• _Task requirements_:
Identify each line below containing the string "link" and copy it.

• _Records for this task_:
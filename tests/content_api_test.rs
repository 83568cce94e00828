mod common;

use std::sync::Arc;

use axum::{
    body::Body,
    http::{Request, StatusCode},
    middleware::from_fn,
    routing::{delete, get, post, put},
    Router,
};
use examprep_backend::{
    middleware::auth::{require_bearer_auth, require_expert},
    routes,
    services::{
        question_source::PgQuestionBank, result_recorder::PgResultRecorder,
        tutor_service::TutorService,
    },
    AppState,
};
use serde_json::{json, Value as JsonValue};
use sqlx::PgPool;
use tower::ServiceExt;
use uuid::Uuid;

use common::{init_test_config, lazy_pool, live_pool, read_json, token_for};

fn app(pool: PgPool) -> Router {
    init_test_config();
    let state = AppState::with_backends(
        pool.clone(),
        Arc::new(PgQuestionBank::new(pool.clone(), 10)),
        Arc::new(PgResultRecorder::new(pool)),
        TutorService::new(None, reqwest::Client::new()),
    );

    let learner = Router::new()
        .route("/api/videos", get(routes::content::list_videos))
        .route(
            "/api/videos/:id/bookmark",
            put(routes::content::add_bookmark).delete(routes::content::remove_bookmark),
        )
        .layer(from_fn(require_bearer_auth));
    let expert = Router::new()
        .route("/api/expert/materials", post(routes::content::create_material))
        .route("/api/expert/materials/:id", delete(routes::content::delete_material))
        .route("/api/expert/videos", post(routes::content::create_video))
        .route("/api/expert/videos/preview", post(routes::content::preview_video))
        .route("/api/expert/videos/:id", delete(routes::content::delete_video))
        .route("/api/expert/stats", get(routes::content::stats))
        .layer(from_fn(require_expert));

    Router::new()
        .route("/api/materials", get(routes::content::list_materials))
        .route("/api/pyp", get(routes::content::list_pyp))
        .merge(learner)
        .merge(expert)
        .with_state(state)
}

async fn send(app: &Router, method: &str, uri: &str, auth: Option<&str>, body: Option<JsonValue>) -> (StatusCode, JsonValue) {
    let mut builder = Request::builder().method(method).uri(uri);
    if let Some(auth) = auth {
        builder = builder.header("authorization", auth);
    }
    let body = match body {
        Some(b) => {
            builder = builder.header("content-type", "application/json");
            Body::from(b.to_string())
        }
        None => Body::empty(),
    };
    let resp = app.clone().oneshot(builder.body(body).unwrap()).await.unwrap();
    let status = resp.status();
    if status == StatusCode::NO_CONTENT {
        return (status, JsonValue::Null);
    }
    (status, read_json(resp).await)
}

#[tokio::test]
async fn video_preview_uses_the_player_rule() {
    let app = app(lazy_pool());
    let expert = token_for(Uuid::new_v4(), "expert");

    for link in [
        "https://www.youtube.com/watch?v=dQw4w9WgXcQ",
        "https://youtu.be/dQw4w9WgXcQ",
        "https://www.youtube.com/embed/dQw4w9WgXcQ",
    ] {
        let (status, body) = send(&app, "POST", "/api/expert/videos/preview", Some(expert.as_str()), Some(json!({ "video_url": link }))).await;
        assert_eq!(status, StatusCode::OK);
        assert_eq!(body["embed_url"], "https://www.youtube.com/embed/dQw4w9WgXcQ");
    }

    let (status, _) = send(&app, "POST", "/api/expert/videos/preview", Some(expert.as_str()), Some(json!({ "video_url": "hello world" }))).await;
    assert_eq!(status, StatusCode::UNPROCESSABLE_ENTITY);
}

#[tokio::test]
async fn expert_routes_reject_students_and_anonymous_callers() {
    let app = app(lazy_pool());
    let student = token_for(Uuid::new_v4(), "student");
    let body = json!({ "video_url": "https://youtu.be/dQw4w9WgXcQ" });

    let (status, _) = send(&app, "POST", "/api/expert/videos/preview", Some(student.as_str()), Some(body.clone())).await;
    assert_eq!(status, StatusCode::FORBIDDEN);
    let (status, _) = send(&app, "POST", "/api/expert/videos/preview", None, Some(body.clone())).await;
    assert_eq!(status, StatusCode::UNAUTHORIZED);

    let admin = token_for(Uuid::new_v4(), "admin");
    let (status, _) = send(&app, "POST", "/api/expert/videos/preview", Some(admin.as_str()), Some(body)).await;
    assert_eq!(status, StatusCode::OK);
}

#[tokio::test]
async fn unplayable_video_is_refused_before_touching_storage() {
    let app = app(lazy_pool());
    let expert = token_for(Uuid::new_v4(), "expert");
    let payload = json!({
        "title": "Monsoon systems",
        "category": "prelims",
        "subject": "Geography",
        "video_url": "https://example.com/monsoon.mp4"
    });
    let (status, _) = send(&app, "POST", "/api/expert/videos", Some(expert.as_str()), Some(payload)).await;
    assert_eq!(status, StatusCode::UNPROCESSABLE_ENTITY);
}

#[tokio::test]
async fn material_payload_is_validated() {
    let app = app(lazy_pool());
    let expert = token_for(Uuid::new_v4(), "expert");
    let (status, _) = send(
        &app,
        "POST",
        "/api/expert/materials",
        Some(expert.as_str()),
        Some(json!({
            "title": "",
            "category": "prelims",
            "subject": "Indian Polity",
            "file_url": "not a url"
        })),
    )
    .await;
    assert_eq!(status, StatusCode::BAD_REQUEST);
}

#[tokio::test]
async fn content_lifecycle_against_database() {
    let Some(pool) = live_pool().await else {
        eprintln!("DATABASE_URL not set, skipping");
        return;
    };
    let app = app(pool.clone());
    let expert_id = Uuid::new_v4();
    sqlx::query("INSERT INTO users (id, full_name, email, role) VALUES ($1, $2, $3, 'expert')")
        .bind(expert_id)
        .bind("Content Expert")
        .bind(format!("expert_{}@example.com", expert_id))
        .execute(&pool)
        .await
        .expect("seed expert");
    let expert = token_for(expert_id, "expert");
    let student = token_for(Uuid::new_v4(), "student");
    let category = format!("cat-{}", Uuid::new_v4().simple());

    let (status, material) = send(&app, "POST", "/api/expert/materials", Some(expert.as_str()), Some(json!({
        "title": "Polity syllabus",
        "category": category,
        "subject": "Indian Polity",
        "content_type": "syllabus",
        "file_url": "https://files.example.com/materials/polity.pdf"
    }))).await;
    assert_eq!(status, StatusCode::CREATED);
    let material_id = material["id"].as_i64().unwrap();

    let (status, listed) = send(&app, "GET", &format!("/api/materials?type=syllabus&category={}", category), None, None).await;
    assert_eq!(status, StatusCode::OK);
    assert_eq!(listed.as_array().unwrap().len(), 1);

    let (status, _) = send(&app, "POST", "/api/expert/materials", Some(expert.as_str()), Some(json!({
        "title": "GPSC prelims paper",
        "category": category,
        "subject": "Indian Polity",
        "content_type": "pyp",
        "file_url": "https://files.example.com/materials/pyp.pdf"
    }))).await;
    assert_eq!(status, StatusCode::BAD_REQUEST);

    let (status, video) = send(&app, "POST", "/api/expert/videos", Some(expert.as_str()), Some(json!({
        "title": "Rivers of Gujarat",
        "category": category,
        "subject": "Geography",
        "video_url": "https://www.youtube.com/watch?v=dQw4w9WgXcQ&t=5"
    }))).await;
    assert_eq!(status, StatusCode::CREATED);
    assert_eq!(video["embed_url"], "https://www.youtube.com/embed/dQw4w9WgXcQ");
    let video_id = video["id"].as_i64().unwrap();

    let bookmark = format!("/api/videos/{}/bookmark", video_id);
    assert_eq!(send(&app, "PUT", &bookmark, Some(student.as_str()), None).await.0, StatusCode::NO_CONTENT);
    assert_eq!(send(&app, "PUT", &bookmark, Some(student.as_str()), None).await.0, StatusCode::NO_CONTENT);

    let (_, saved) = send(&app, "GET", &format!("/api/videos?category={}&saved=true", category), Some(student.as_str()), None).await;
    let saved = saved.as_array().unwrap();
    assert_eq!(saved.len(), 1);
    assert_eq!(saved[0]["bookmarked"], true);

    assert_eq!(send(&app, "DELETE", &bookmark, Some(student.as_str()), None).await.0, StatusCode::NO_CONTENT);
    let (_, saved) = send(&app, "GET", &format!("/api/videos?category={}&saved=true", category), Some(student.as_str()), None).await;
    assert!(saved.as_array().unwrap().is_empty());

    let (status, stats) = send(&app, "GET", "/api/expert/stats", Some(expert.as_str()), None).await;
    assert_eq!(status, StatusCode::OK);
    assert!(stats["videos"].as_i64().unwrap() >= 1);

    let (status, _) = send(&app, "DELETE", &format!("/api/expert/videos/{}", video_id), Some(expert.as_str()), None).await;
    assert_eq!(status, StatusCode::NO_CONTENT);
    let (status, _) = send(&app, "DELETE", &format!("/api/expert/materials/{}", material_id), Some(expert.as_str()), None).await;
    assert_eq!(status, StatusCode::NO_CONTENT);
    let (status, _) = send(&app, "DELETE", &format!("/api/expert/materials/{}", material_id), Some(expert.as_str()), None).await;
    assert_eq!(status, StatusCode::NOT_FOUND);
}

• _Reply to the exercise_:
    for link in [
        let (status, body) = send(&app, "POST", "/api/expert/videos/preview", Some(expert.as_str()), Some(json!({ "video_url": link }))).await;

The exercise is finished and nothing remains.